Cherry Chocolate Pie

I haven’t posted about a dessert in a long time–so who is ready for something sweet?

I made this dish to cap off the dinner that I will present in the upcoming Vincent Price Halloween Cookalong.

VPH Cookalong

I will cut a bitch

You’re excited, right?

Pies and Cakes

copyright 1966

Chocolate cherry! Hey, anyone ever see that shitty sci-fi movie Cherry 2000 starring Melanie Griffith?Did you know that it is her and Don Johnson’s daughter Dakota Johnson who will be starring in the 50 Shades of Gray movie? (actually, now she might not be playing Anastasia). But yeah, true story: she is the spawn of Working Girl and Miami Vice.

Is there a weird food scene in 50 Shades? There has to be a weird food scene, right? Like in 9 1/2 Weeks when Mickey Rourke (original face, still-hot Mickey Rourke) feeds Kim Basinger strawberries?

And jalepenos. And olives. And Jell-O. Because all single dudes conveniently have Jell-O on hand. And not just Jell-O cups. I’m talking, full on, fluted-mold Jell-O.

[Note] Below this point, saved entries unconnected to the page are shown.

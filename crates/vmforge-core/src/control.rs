// Copyright (C) 2025 SyncMyOrders Sp. z o.o.
// SPDX-License-Identifier: AGPL-3.0-or-later
//! Submission and polling surface for the request layer.
//!
//! # Example
//!
//! ```rust,ignore
//! use std::sync::Arc;
//! use vmforge_core::config::Config;
//! use vmforge_core::control::ControlPlane;
//!
//! #[tokio::main]
//! async fn main() -> anyhow::Result<()> {
//!     vmforge_core::telemetry::init_tracing();
//!     let config = Config::from_env()?;
//!     let control = ControlPlane::from_config(config, Arc::new(my_connector)).await?;
//!     control.recover_interrupted().await?;
//!
//!     let task_id = control.submit_provision(credentials, request).await?;
//!     let poll = control.poll(&task_id).await?;
//!
//!     control.shutdown(control.config().shutdown_timeout).await;
//!     Ok(())
//! }
//! ```

use std::sync::Arc;
use std::time::Duration;

use anyhow::Result;
use chrono::Utc;
use futures::FutureExt;
use tokio::sync::oneshot;
use tracing::{info, warn};

use crate::config::Config;
use crate::error::{StoreError, SubmitError};
use crate::naming::{ResourceNames, generate_password};
use crate::persistence::{PostgresTaskStore, SqliteTaskStore, TaskStore};
use crate::platform::{Credentials, PlatformConnector};
use crate::runner::{WorkflowKind, WorkflowRunner};
use crate::task::{TaskPoll, new_task_id};
use crate::workflow::{
    ActionJob, ProvisionJob, ProvisionRequest, RotationJob, VmAction, record_crash, run_action,
    run_provision, run_rotation,
};

/// Result text recorded for tasks cut off by a restart.
pub const INTERRUPTED_REASON: &str = "virtual machine creation interrupted by service restart";

/// Builder for creating a [`ControlPlane`].
pub struct ControlPlaneBuilder {
    store: Option<Arc<dyn TaskStore>>,
    connector: Option<Arc<dyn PlatformConnector>>,
    config: Config,
}

impl std::fmt::Debug for ControlPlaneBuilder {
    fn fmt(&self, f: &mut std::fmt::Formatter<'_>) -> std::fmt::Result {
        f.debug_struct("ControlPlaneBuilder")
            .field("store", &self.store.as_ref().map(|_| "..."))
            .field("connector", &self.connector.as_ref().map(|_| "..."))
            .field("config", &self.config)
            .finish()
    }
}

impl Default for ControlPlaneBuilder {
    fn default() -> Self {
        Self {
            store: None,
            connector: None,
            config: Config::default(),
        }
    }
}

impl ControlPlaneBuilder {
    /// Create a new builder with default settings.
    pub fn new() -> Self {
        Self::default()
    }

    /// Set the task store (required).
    pub fn store(mut self, store: Arc<dyn TaskStore>) -> Self {
        self.store = Some(store);
        self
    }

    /// Set the platform connector (required).
    pub fn connector(mut self, connector: Arc<dyn PlatformConnector>) -> Self {
        self.connector = Some(connector);
        self
    }

    /// Set limits and instance defaults.
    ///
    /// Default: [`Config::default`]
    pub fn config(mut self, config: Config) -> Self {
        self.config = config;
        self
    }

    /// Build the control plane.
    ///
    /// Returns an error if required fields are missing.
    pub fn build(self) -> Result<ControlPlane> {
        let store = self
            .store
            .ok_or_else(|| anyhow::anyhow!("task store is required"))?;
        let connector = self
            .connector
            .ok_or_else(|| anyhow::anyhow!("platform connector is required"))?;
        if self.config.max_concurrent_workflows == 0 {
            anyhow::bail!("max_concurrent_workflows must be positive");
        }

        Ok(ControlPlane {
            store,
            connector,
            runner: WorkflowRunner::new(self.config.max_concurrent_workflows),
            config: self.config,
        })
    }
}

/// Accepts workflow submissions and answers status polls.
pub struct ControlPlane {
    store: Arc<dyn TaskStore>,
    connector: Arc<dyn PlatformConnector>,
    runner: WorkflowRunner,
    config: Config,
}

impl std::fmt::Debug for ControlPlane {
    fn fmt(&self, f: &mut std::fmt::Formatter<'_>) -> std::fmt::Result {
        f.debug_struct("ControlPlane")
            .field("store", &"...")
            .field("connector", &"...")
            .field("runner", &self.runner)
            .field("config", &self.config)
            .finish()
    }
}

impl ControlPlane {
    /// Create a builder.
    pub fn builder() -> ControlPlaneBuilder {
        ControlPlaneBuilder::new()
    }

    /// Open the store named by `config.database_url` and build a control plane.
    ///
    /// URLs starting with `postgres` select PostgreSQL; anything else is
    /// treated as a SQLite URL.
    pub async fn from_config(
        config: Config,
        connector: Arc<dyn PlatformConnector>,
    ) -> Result<Self> {
        let store: Arc<dyn TaskStore> = if config.database_url.starts_with("postgres") {
            Arc::new(PostgresTaskStore::connect(&config.database_url).await?)
        } else {
            Arc::new(SqliteTaskStore::connect(&config.database_url).await?)
        };

        ControlPlaneBuilder::new()
            .store(store)
            .connector(connector)
            .config(config)
            .build()
    }

    /// Active configuration.
    pub fn config(&self) -> &Config {
        &self.config
    }

    /// The task store.
    pub fn store(&self) -> &Arc<dyn TaskStore> {
        &self.store
    }

    /// The workflow runner.
    pub fn runner(&self) -> &WorkflowRunner {
        &self.runner
    }

    /// Submit a provisioning request under a fresh task identity.
    pub async fn submit_provision(
        &self,
        credentials: Credentials,
        request: ProvisionRequest,
    ) -> Result<String, SubmitError> {
        self.submit_provision_with_id(new_task_id(), credentials, request)
            .await
    }

    /// Submit a provisioning request under a caller-chosen task identity.
    ///
    /// The task is `pending` by the time this returns. Nothing is recorded
    /// when the request is invalid or the runner is full.
    ///
    /// The task row is written by the spawned workflow, which reports back
    /// before doing anything else. Dropping the returned future after the
    /// slot is reserved does not orphan the row: the workflow still runs.
    pub async fn submit_provision_with_id(
        &self,
        task_id: impl Into<String>,
        credentials: Credentials,
        request: ProvisionRequest,
    ) -> Result<String, SubmitError> {
        let task_id = task_id.into();
        request.validate()?;

        let slot = self.runner.reserve()?;

        let job = ProvisionJob {
            names: ResourceNames::generate(&request.region, &task_id, Utc::now()),
            task_id: task_id.clone(),
            credentials,
            admin_username: self.config.admin_username.clone(),
            admin_password: generate_password(self.config.password_length),
            request,
        };

        let vm_name = job.names.vm_name.clone();
        let on_panic = {
            let store = self.store.clone();
            let task_id = task_id.clone();
            let resource_group = job.names.resource_group.clone();
            move || {
                async move {
                    record_crash(store.as_ref(), &task_id, &resource_group).await;
                }
                .boxed()
            }
        };

        let (created_tx, created_rx) = oneshot::channel();
        let store = self.store.clone();
        let connector = self.connector.clone();
        slot.spawn_with_on_panic(
            WorkflowKind::Provision,
            task_id.clone(),
            async move {
                let created = store.create(&job.task_id).await;
                let registered = created.is_ok();
                let _ = created_tx.send(created);
                if registered {
                    run_provision(store.as_ref(), connector.as_ref(), job).await;
                }
            },
            on_panic,
        );

        created_rx.await.map_err(|_| StoreError::Database {
            operation: "create".to_string(),
            details: "task registration aborted".to_string(),
        })??;

        info!(task_id = %task_id, vm_name = %vm_name, "Provisioning submitted");
        Ok(task_id)
    }

    /// Submit a lifecycle action. Unknown keywords are rejected.
    pub fn submit_action(
        &self,
        credentials: Credentials,
        resource_group: &str,
        vm_name: &str,
        action: &str,
    ) -> Result<(), SubmitError> {
        let action: VmAction = action.parse()?;
        let job = ActionJob {
            credentials,
            resource_group: resource_group.to_string(),
            vm_name: vm_name.to_string(),
            action,
        };

        let connector = self.connector.clone();
        self.runner.submit(
            WorkflowKind::Action,
            format!("{} {}", action, vm_name),
            async move {
                run_action(connector.as_ref(), job).await;
            },
        )?;
        Ok(())
    }

    /// Submit a public address rotation.
    pub fn submit_rotation(
        &self,
        credentials: Credentials,
        resource_group: &str,
        vm_name: &str,
    ) -> Result<(), SubmitError> {
        let job = RotationJob {
            credentials,
            resource_group: resource_group.to_string(),
            vm_name: vm_name.to_string(),
        };

        let connector = self.connector.clone();
        self.runner
            .submit(WorkflowKind::Rotation, vm_name.to_string(), async move {
                run_rotation(connector.as_ref(), job).await;
            })?;
        Ok(())
    }

    /// Current status of a task. Unknown identities yield [`TaskPoll::NotFound`].
    pub async fn poll(&self, task_id: &str) -> Result<TaskPoll, StoreError> {
        Ok(self.store.get(task_id).await?.into())
    }

    /// Fail every task left unfinished by a previous process.
    ///
    /// Call once at startup, before accepting submissions.
    pub async fn recover_interrupted(&self) -> Result<u64, StoreError> {
        let failed = self.store.fail_interrupted(INTERRUPTED_REASON).await?;
        if failed > 0 {
            warn!(count = failed, "Failed tasks interrupted by restart");
        }
        Ok(failed)
    }

    /// Stop accepting work and wait up to `timeout` for running workflows.
    pub async fn shutdown(&self, timeout: Duration) -> bool {
        self.runner.shutdown(timeout).await
    }
}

Actually, if you know a single guy who does always have Jell-O stocked, let me know. It might be true love.

No bake? Score!

Real talk: does anyone think that this scene is genuinely hot? Me, all I could think of is “who the fuck is going to clean this all up?” And at the end when he brings out the little honey bear? I had to cover my eyes. Sticky floors for months! If I were his maid, I’d quit.


I went with old-school Cook & Serve.
Because I care.


It looks a tiny bit pink from the cherry juice, right?

It’s like sex on the beach: in theory, it’s From Here to Eternity hot. In reality, I just imagine lots of sand in places that there shouldn’t be sand. And back to 9 1/2 Weeks—-you know that scene where they bone in the stairwell under the drainpipes? Holy fuck that would hurt. All that concrete and brick. Just scraping a knee or an elbow on asphalt is horrible. Now imagine road rash on basically every single part of your body. Sweet Christ on a cracker. And! Mickey Rourke ruined a perfectly good t-shirt by ripping it in half. Asshat.

I forget, wasn’t he a total dick in that movie? Hold on, was there even a plot in that movie?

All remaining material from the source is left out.